## The problem
The entries shown below are to be printed in full, unaltered.

## Given records
- Opening Delimiter -
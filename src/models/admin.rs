//! Admin API payloads.

use serde::{Deserialize, Serialize};

fn default_time_ms() -> u64 {
    1_000
}

/// Body (POST) or query string (GET) of a single thumbnail generation.
#[derive(Debug, Clone, Deserialize)]
#[serde(rename_all = "camelCase")]
pub struct GenerateThumbnailRequest {
    pub video_path: String,
    #[serde(default = "default_time_ms")]
    pub time_ms: u64,
}

#[derive(Debug, Clone, Deserialize)]
#[serde(rename_all = "camelCase")]
pub struct ClearThumbnailRequest {
    pub thumbnail_path: String,
}

#[derive(Debug, Clone, Default, Deserialize)]
#[serde(rename_all = "camelCase", default)]
pub struct BulkGenerateRequest {
    pub time_ms: Option<u64>,
    pub force: bool,
    /// Videos larger than this many megabytes are skipped.
    pub max_size_mb: Option<u64>,
}

/// An empty or missing title falls back to the video's filename.
#[derive(Debug, Clone, Deserialize)]
#[serde(rename_all = "camelCase")]
pub struct FetchPosterRequest {
    pub video_path: String,
    #[serde(default)]
    pub movie_title: Option<String>,
}

#[derive(Debug, Clone, Deserialize)]
#[serde(rename_all = "camelCase")]
pub struct SearchPosterQuery {
    pub movie_title: String,
}

#[derive(Debug, Clone, Serialize)]
pub struct MessageResponse {
    pub message: String,
}

#[derive(Debug, Clone, Serialize)]
pub struct BulkGenerateResponse {
    pub message: String,
    pub processed: usize,
    pub errors: usize,
    pub skipped: usize,
}

#[derive(Debug, Clone, Serialize)]
pub struct BulkClearResponse {
    pub message: String,
    pub deleted: usize,
}

/// One server-sent progress event.
///
/// Serializes as `{"step": .., "progress": ..}` while running and
/// `{"error": .., "progress": -1}` on failure.
#[derive(Debug, Clone, PartialEq, Eq, Serialize)]
#[serde(untagged)]
pub enum ProgressUpdate {
    Step { step: String, progress: i32 },
    Failed { error: String, progress: i32 },
}

impl ProgressUpdate {
    pub fn step(step: impl Into<String>, percent: u8) -> Self {
        Self::Step {
            step: step.into(),
            progress: i32::from(percent),
        }
    }

    pub fn failed(error: impl Into<String>) -> Self {
        Self::Failed {
            error: error.into(),
            progress: -1,
        }
    }
}
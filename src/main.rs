use anyhow::{Context, Result};
use clap::Parser;
use std::io::{self, ErrorKind};
use tokio::net::TcpListener;
use tracing_subscriber::EnvFilter;
use video_gallery::{
    commands,
    config::{AppConfig, Args, Command},
    routes,
    services::thumbnail_service::BulkGenerateOptions,
    state::AppState,
};

#[tokio::main]
async fn main() -> Result<()> {
    // --- Logging setup ---
    tracing_subscriber::fmt()
        .with_env_filter(
            EnvFilter::try_from_default_env()
                .unwrap_or_else(|_| EnvFilter::new("video_gallery=info,tower_http=info")),
        )
        .init();

    // --- Parse config + command ---
    let args = Args::parse();
    let command = args.command.clone().unwrap_or(Command::Serve);
    let cfg = AppConfig::from_env_and_args(&args, command.requires_secret())
        .context("loading configuration")?;

    tracing::info!("Starting video-gallery with config: {:?}", cfg);

    let state = AppState::from_config(cfg)?;
    let mut out = io::stdout();

    match command {
        Command::Serve => serve(state).await,
        Command::ListCategories => commands::list_categories(&state, &mut out).await,
        Command::ListGalleries => commands::list_galleries(&state, &mut out).await,
        Command::ShowGallery { stub } => commands::show_gallery(&state, &stub, &mut out).await,
        Command::Export { format } => commands::export(&state, &format, &mut out).await,
        Command::GenerateThumbnails {
            force,
            time,
            max_size,
            concurrency,
        } => {
            let options = BulkGenerateOptions {
                offset_ms: time,
                force,
                max_size_mb: Some(max_size),
                concurrency,
            };
            commands::generate_thumbnails(&state, options, &mut out).await
        }
        Command::ClearThumbnails => commands::clear_thumbnails(&state, &mut out).await,
    }
}

async fn serve(state: AppState) -> Result<()> {
    let cfg = state.config.clone();
    let app = routes::routes(state);

    // --- Start server ---
    let addr = cfg.addr();
    let listener = match TcpListener::bind(&addr).await {
        Ok(listener) => listener,
        Err(err)
            if err.kind() == ErrorKind::PermissionDenied
                && matches!(cfg.host.as_str(), "0.0.0.0" | "::") =>
        {
            let fallback_addr = format!("127.0.0.1:{}", cfg.port);
            tracing::warn!(
                "Permission denied binding to {} ({}). Falling back to {}",
                addr,
                err,
                fallback_addr
            );
            TcpListener::bind(&fallback_addr).await?
        }
        Err(err) => return Err(err.into()),
    };

    let local = listener.local_addr()?;
    tracing::info!("Server listening on http://{}", local);
    tracing::info!("Index: http://{}/{}/index", local, cfg.secret_key);
    tracing::info!("Feed:  http://{}/{}/feed", local, cfg.secret_key);
    tracing::info!("Admin: http://{}/{}/admin", local, cfg.secret_key);

    axum::serve(listener, app)
        .with_graceful_shutdown(shutdown_signal())
        .await?;

    Ok(())
}

async fn shutdown_signal() {
    if let Err(err) = tokio::signal::ctrl_c().await {
        tracing::error!("failed to listen for shutdown signal: {}", err);
        std::future::pending::<()>().await;
    }
    tracing::info!("Shutting down");
}
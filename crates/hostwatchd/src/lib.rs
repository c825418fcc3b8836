//! Hostwatch Daemon - authenticated host-stats sessions
//!
//! This crate provides the core infrastructure for the hostwatch agent:
//! - `config` - environment-sourced agent configuration
//! - `auth` - shared-secret authentication gate
//! - `procs` - concurrent process-table enumeration
//! - `collector` - host-wide snapshot collection
//! - `engine` - the bundled stats operation
//! - `session` - per-connection protocol state machine
//! - `server` - TCP accept loop
//!
//! # Architecture
//!
//! ```text
//! ┌─────────────────────────────────────────────────────────────┐
//! │                      hostwatchd                             │
//! ├─────────────────────────────────────────────────────────────┤
//! │                                                             │
//! │  ┌─────────────────┐          ┌─────────────────────────┐   │
//! │  │   AgentServer   │          │       StatsEngine       │   │
//! │  │ (TCP listener)  │          │                         │   │
//! │  └────────┬────────┘          │  ProcessEnumerator      │   │
//! │           │ accept()          │  SnapshotCollector      │   │
//! │           ▼                   └───────────▲─────────────┘   │
//! │  ┌─────────────────┐                      │ "stats"         │
//! │  │ SessionHandler  │──────────────────────┘                 │
//! │  │  (per client)   │────▶ AuthGate (shared secret)          │
//! │  └─────────────────┘                                        │
//! │                                                             │
//! └─────────────────────────────────────────────────────────────┘
//! ```
//!
//! # Panic-Free Guarantees
//!
//! All production code in this crate follows the panic-free policy:
//! - No `.unwrap()`, `.expect()`, `panic!()`, `unreachable!()`, `todo!()`
//! - All fallible operations return `Result` or degrade in-band
//! - A fault in one session never reaches the accept loop

pub mod auth;
pub mod collector;
pub mod config;
pub mod engine;
pub mod procs;
pub mod server;
pub mod session;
- Closing Delimiter -
## Solution to this exercise
filename src/models/admin.rs
//! Admin API payloads.

use serde::{Deserialize, Serialize};

fn default_time_ms() -> u64 {
    1_000
}

/// Body (POST) or query string (GET) of a single thumbnail generation.
#[derive(Debug, Clone, Deserialize)]
#[serde(rename_all = "camelCase")]
pub struct GenerateThumbnailRequest {
    pub video_path: String,
    #[serde(default = "default_time_ms")]
    pub time_ms: u64,
}

#[derive(Debug, Clone, Deserialize)]
#[serde(rename_all = "camelCase")]
pub struct ClearThumbnailRequest {
    pub thumbnail_path: String,
}

#[derive(Debug, Clone, Default, Deserialize)]
#[serde(rename_all = "camelCase", default)]
pub struct BulkGenerateRequest {
    pub time_ms: Option<u64>,
    pub force: bool,
    /// Videos larger than this many megabytes are skipped.
    pub max_size_mb: Option<u64>,
}

/// An empty or missing title falls back to the video's filename.
#[derive(Debug, Clone, Deserialize)]
#[serde(rename_all = "camelCase")]
pub struct FetchPosterRequest {
    pub video_path: String,
    #[serde(default)]
    pub movie_title: Option<String>,
}

#[derive(Debug, Clone, Deserialize)]
#[serde(rename_all = "camelCase")]
pub struct SearchPosterQuery {
    pub movie_title: String,
}

#[derive(Debug, Clone, Serialize)]
pub struct MessageResponse {
    pub message: String,
}

#[derive(Debug, Clone, Serialize)]
pub struct BulkGenerateResponse {
    pub message: String,
    pub processed: usize,
    pub errors: usize,
    pub skipped: usize,
}

#[derive(Debug, Clone, Serialize)]
pub struct BulkClearResponse {
    pub message: String,
    pub deleted: usize,
}

/// One server-sent progress event.
///
/// Serializes as `{"step": .., "progress": ..}` while running and
/// `{"error": .., "progress": -1}` on failure.
#[derive(Debug, Clone, PartialEq, Eq, Serialize)]
#[serde(untagged)]
pub enum ProgressUpdate {
    Step { step: String, progress: i32 },
    Failed { error: String, progress: i32 },
}

impl ProgressUpdate {
    pub fn step(step: impl Into<String>, percent: u8) -> Self {
        Self::Step {
            step: step.into(),
            progress: i32::from(percent),
        }
    }

    pub fn failed(error: impl Into<String>) -> Self {
        Self::Failed {
            error: error.into(),
            progress: -1,
        }
    }
}
filename src/main.rs
use anyhow::{Context, Result};
use clap::Parser;
use std::io::{self, ErrorKind};
use tokio::net::TcpListener;
use tracing_subscriber::EnvFilter;
use video_gallery::{
    commands,
    config::{AppConfig, Args, Command},
    routes,
    services::thumbnail_service::BulkGenerateOptions,
    state::AppState,
};

#[tokio::main]
async fn main() -> Result<()> {
    // --- Logging setup ---
    tracing_subscriber::fmt()
        .with_env_filter(
            EnvFilter::try_from_default_env()
                .unwrap_or_else(|_| EnvFilter::new("video_gallery=info,tower_http=info")),
        )
        .init();

    // --- Parse config + command ---
    let args = Args::parse();
    let command = args.command.clone().unwrap_or(Command::Serve);
    let cfg = AppConfig::from_env_and_args(&args, command.requires_secret())
        .context("loading configuration")?;

    tracing::info!("Starting video-gallery with config: {:?}", cfg);

    let state = AppState::from_config(cfg)?;
    let mut out = io::stdout();

    match command {
        Command::Serve => serve(state).await,
        Command::ListCategories => commands::list_categories(&state, &mut out).await,
        Command::ListGalleries => commands::list_galleries(&state, &mut out).await,
        Command::ShowGallery { stub } => commands::show_gallery(&state, &stub, &mut out).await,
        Command::Export { format } => commands::export(&state, &format, &mut out).await,
        Command::GenerateThumbnails {
            force,
            time,
            max_size,
            concurrency,
        } => {
            let options = BulkGenerateOptions {
                offset_ms: time,
                force,
                max_size_mb: Some(max_size),
                concurrency,
            };
            commands::generate_thumbnails(&state, options, &mut out).await
        }
        Command::ClearThumbnails => commands::clear_thumbnails(&state, &mut out).await,
    }
}

async fn serve(state: AppState) -> Result<()> {
    let cfg = state.config.clone();
    let app = routes::routes(state);

    // --- Start server ---
    let addr = cfg.addr();
    let listener = match TcpListener::bind(&addr).await {
        Ok(listener) => listener,
        Err(err)
            if err.kind() == ErrorKind::PermissionDenied
                && matches!(cfg.host.as_str(), "0.0.0.0" | "::") =>
        {
            let fallback_addr = format!("127.0.0.1:{}", cfg.port);
            tracing::warn!(
                "Permission denied binding to {} ({}). Falling back to {}",
                addr,
                err,
                fallback_addr
            );
            TcpListener::bind(&fallback_addr).await?
        }
        Err(err) => return Err(err.into()),
    };

    let local = listener.local_addr()?;
    tracing::info!("Server listening on http://{}", local);
    tracing::info!("Index: http://{}/{}/index", local, cfg.secret_key);
    tracing::info!("Feed:  http://{}/{}/feed", local, cfg.secret_key);
    tracing::info!("Admin: http://{}/{}/admin", local, cfg.secret_key);

    axum::serve(listener, app)
        .with_graceful_shutdown(shutdown_signal())
        .await?;

    Ok(())
}

async fn shutdown_signal() {
    if let Err(err) = tokio::signal::ctrl_c().await {
        tracing::error!("failed to listen for shutdown signal: {}", err);
        std::future::pending::<()>().await;
    }
    tracing::info!("Shutting down");
}
filename crates/hostwatchd/src/lib.rs
repository c825418fcc3b8836
//! Hostwatch Daemon - authenticated host-stats sessions
//!
//! This crate provides the core infrastructure for the hostwatch agent:
//! - `config` - environment-sourced agent configuration
//! - `auth` - shared-secret authentication gate
//! - `procs` - concurrent process-table enumeration
//! - `collector` - host-wide snapshot collection
//! - `engine` - the bundled stats operation
//! - `session` - per-connection protocol state machine
//! - `server` - TCP accept loop
//!
//! # Architecture
//!
//! ```text
//! ┌─────────────────────────────────────────────────────────────┐
//! │                      hostwatchd                             │
//! ├─────────────────────────────────────────────────────────────┤
//! │                                                             │
//! │  ┌─────────────────┐          ┌─────────────────────────┐   │
//! │  │   AgentServer   │          │       StatsEngine       │   │
//! │  │ (TCP listener)  │          │                         │   │
//! │  └────────┬────────┘          │  ProcessEnumerator      │   │
//! │           │ accept()          │  SnapshotCollector      │   │
//! │           ▼                   └───────────▲─────────────┘   │
//! │  ┌─────────────────┐                      │ "stats"         │
//! │  │ SessionHandler  │──────────────────────┘                 │
//! │  │  (per client)   │────▶ AuthGate (shared secret)          │
//! │  └─────────────────┘                                        │
//! │                                                             │
//! └─────────────────────────────────────────────────────────────┘
//! ```
//!
//! # Panic-Free Guarantees
//!
//! All production code in this crate follows the panic-free policy:
//! - No `.unwrap()`, `.expect()`, `panic!()`, `unreachable!()`, `todo!()`
//! - All fallible operations return `Result` or degrade in-band
//! - A fault in one session never reaches the accept loop

pub mod auth;
pub mod collector;
pub mod config;
pub mod engine;
pub mod procs;
pub mod server;
pub mod session;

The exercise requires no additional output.